• _Problem requirements_: Going through the data below, find how many lines include the word "Some", and reply with that number alone.

(Saved data entries)
//! Bridge Configuration Settings
//!
//! Configuration types for the bridge, loaded from environment variables
//! (after `.env` has been applied by the binary).

use std::net::IpAddr;
use std::time::Duration;

use crate::application::ports::Credentials;
use crate::application::settings::TradeSettings;
use crate::domain::shared::Symbol;
use crate::domain::trading::{OrderDefaults, PositionSelection};

/// Which terminal adapter serves the bridge.
#[derive(Debug, Clone, Copy, PartialEq, Eq, Default)]
pub enum TerminalMode {
    /// Terminal gateway process over HTTP.
    #[default]
    Gateway,
    /// In-memory paper terminal (dry runs).
    Paper,
}

impl TerminalMode {
    /// Parse mode from string.
    #[must_use]
    pub fn from_str_case_insensitive(s: &str) -> Self {
        match s.to_lowercase().as_str() {
            "paper" => Self::Paper,
            _ => Self::Gateway,
        }
    }

    /// Get the mode name.
    #[must_use]
    pub const fn as_str(&self) -> &'static str {
        match self {
            Self::Gateway => "gateway",
            Self::Paper => "paper",
        }
    }
}

/// Shared secret required in the `X-API-Key` header.
#[derive(Clone, PartialEq, Eq)]
pub struct ApiKey(String);

impl ApiKey {
    /// Wrap a key.
    #[must_use]
    pub const fn new(key: String) -> Self {
        Self(key)
    }

    /// Whether `candidate` matches the key.
    #[must_use]
    pub fn matches(&self, candidate: &str) -> bool {
        // Constant time over the key length.
        self.0.len() == candidate.len()
            && self
                .0
                .bytes()
                .zip(candidate.bytes())
                .fold(0u8, |acc, (a, b)| acc | (a ^ b))
                == 0
    }
}

impl std::fmt::Debug for ApiKey {
    fn fmt(&self, f: &mut std::fmt::Formatter<'_>) -> std::fmt::Result {
        f.write_str("ApiKey([REDACTED])")
    }
}

/// HTTP server settings.
#[derive(Debug, Clone)]
pub struct ServerSettings {
    /// Bind address.
    pub host: IpAddr,
    /// Bind port.
    pub port: u16,
    /// Required API key; `None` disables authentication.
    pub api_key: Option<ApiKey>,
    /// Prometheus metrics port (0 = disabled).
    pub metrics_port: u16,
}

impl Default for ServerSettings {
    fn default() -> Self {
        Self {
            host: IpAddr::from([127, 0, 0, 1]),
            port: 5000,
            api_key: None,
            metrics_port: 0,
        }
    }
}

/// Terminal gateway settings.
#[derive(Debug, Clone)]
pub struct GatewaySettings {
    /// Gateway base URL.
    pub url: String,
    /// Per-request timeout.
    pub timeout: Duration,
}

impl Default for GatewaySettings {
    fn default() -> Self {
        Self {
            url: "http://127.0.0.1:8228".to_string(),
            timeout: Duration::from_secs(10),
        }
    }
}

/// Complete bridge configuration.
#[derive(Debug, Clone)]
pub struct BridgeConfig {
    /// Terminal adapter.
    pub mode: TerminalMode,
    /// Trading account credentials.
    pub credentials: Credentials,
    /// HTTP server settings.
    pub server: ServerSettings,
    /// Terminal gateway settings.
    pub gateway: GatewaySettings,
    /// Trade request settings.
    pub trade: TradeSettings,
    /// Symbol used when a request names none.
    pub default_symbol: Symbol,
}

impl BridgeConfig {
    /// Create configuration from environment variables.
    ///
    /// # Errors
    ///
    /// Returns an error if required environment variables are missing or invalid.
    pub fn from_env() -> Result<Self, ConfigError> {
        Self::from_lookup(|key| std::env::var(key).ok())
    }

    /// Create configuration from an arbitrary variable source.
    ///
    /// # Errors
    ///
    /// Returns an error if required variables are missing or invalid.
    pub fn from_lookup<F>(lookup: F) -> Result<Self, ConfigError>
    where
        F: Fn(&str) -> Option<String>,
    {
        let login_raw = required(&lookup, "MT5_LOGIN")?;
        let login = login_raw
            .trim()
            .parse::<u64>()
            .map_err(|_| ConfigError::InvalidValue {
                key: "MT5_LOGIN".to_string(),
                message: "expected an account number".to_string(),
            })?;
        let password = required(&lookup, "MT5_PASSWORD")?;
        let server = required(&lookup, "MT5_SERVER")?;

        let mode = lookup("TERMINAL_MODE")
            .map(|s| TerminalMode::from_str_case_insensitive(&s))
            .unwrap_or_default();

        let server_defaults = ServerSettings::default();
        let host = match lookup("BRIDGE_HOST") {
            Some(raw) => raw.trim().parse().map_err(|_| ConfigError::InvalidValue {
                key: "BRIDGE_HOST".to_string(),
                message: format!("'{raw}' is not an IP address"),
            })?,
            None => server_defaults.host,
        };
        let server_settings = ServerSettings {
            host,
            port: parse_u16(&lookup, "BRIDGE_PORT", server_defaults.port),
            api_key: lookup("BRIDGE_API_KEY")
                .filter(|k| !k.is_empty())
                .map(ApiKey::new),
            metrics_port: parse_u16(&lookup, "METRICS_PORT", server_defaults.metrics_port),
        };

        let gateway_defaults = GatewaySettings::default();
        let gateway = GatewaySettings {
            url: lookup("TERMINAL_GATEWAY_URL")
                .filter(|u| !u.is_empty())
                .unwrap_or(gateway_defaults.url),
            timeout: parse_duration_secs(
                &lookup,
                "TERMINAL_GATEWAY_TIMEOUT_SECS",
                gateway_defaults.timeout,
            ),
        };

        let position_selection = match lookup("POSITION_SELECTION") {
            Some(raw) => raw
                .parse::<PositionSelection>()
                .map_err(|message| ConfigError::InvalidValue {
                    key: "POSITION_SELECTION".to_string(),
                    message,
                })?,
            None => PositionSelection::default(),
        };

        let trade_defaults = TradeSettings::default();
        let trade = TradeSettings {
            order_defaults: OrderDefaults {
                deviation: parse_u32(
                    &lookup,
                    "ORDER_DEVIATION",
                    trade_defaults.order_defaults.deviation,
                ),
                magic: parse_u64(&lookup, "ORDER_MAGIC", trade_defaults.order_defaults.magic),
                comment: lookup("ORDER_COMMENT")
                    .filter(|c| !c.is_empty())
                    .unwrap_or_else(|| trade_defaults.order_defaults.comment.clone()),
            },
            close_all_magic: parse_u64(&lookup, "CLOSE_ALL_MAGIC", trade_defaults.close_all_magic),
            fill_retry_delay: parse_duration_millis(
                &lookup,
                "FILL_RETRY_DELAY_MS",
                trade_defaults.fill_retry_delay,
            ),
            min_stop_distance_points: parse_u32(
                &lookup,
                "MIN_STOP_DISTANCE_POINTS",
                trade_defaults.min_stop_distance_points,
            ),
            position_selection,
        };

        let default_symbol = Symbol::parse(
            lookup("DEFAULT_SYMBOL")
                .filter(|s| !s.trim().is_empty())
                .unwrap_or_else(|| "XAUUSD".to_string()),
        )
        .map_err(|e| ConfigError::InvalidValue {
            key: "DEFAULT_SYMBOL".to_string(),
            message: e.to_string(),
        })?;

        Ok(Self {
            mode,
            credentials: Credentials {
                login,
                password,
                server,
            },
            server: server_settings,
            gateway,
            trade,
            default_symbol,
        })
    }
}

/// Configuration error.
#[derive(Debug, thiserror::Error)]
pub enum ConfigError {
    /// Required environment variable is missing.
    #[error("missing required environment variable: {0}")]
    MissingEnvVar(String),
    /// Environment variable has empty value.
    #[error("environment variable {0} cannot be empty")]
    EmptyValue(String),
    /// Environment variable cannot be parsed.
    #[error("invalid value for {key}: {message}")]
    InvalidValue {
        /// Variable name.
        key: String,
        /// Parse failure.
        message: String,
    },
}

fn required<F>(lookup: &F, key: &str) -> Result<String, ConfigError>
where
    F: Fn(&str) -> Option<String>,
{
    let value = lookup(key).ok_or_else(|| ConfigError::MissingEnvVar(key.to_string()))?;
    if value.trim().is_empty() {
        return Err(ConfigError::EmptyValue(key.to_string()));
    }
    Ok(value)
}

fn parse_u16<F>(lookup: &F, key: &str, default: u16) -> u16
where
    F: Fn(&str) -> Option<String>,
{
    lookup(key)
        .and_then(|v| v.trim().parse().ok())
        .unwrap_or(default)
}

fn parse_u32<F>(lookup: &F, key: &str, default: u32) -> u32
where
    F: Fn(&str) -> Option<String>,
{
    lookup(key)
        .and_then(|v| v.trim().parse().ok())
        .unwrap_or(default)
}

fn parse_u64<F>(lookup: &F, key: &str, default: u64) -> u64
where
    F: Fn(&str) -> Option<String>,
{
    lookup(key)
        .and_then(|v| v.trim().parse().ok())
        .unwrap_or(default)
}

fn parse_duration_secs<F>(lookup: &F, key: &str, default: Duration) -> Duration
where
    F: Fn(&str) -> Option<String>,
{
    lookup(key)
        .and_then(|v| v.trim().parse::<u64>().ok())
        .map_or(default, Duration::from_secs)
}

fn parse_duration_millis<F>(lookup: &F, key: &str, default: Duration) -> Duration
where
    F: Fn(&str) -> Option<String>,
{
    lookup(key)
        .and_then(|v| v.trim().parse::<u64>().ok())
        .map_or(default, Duration::from_millis)
}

• _Written answer_: 2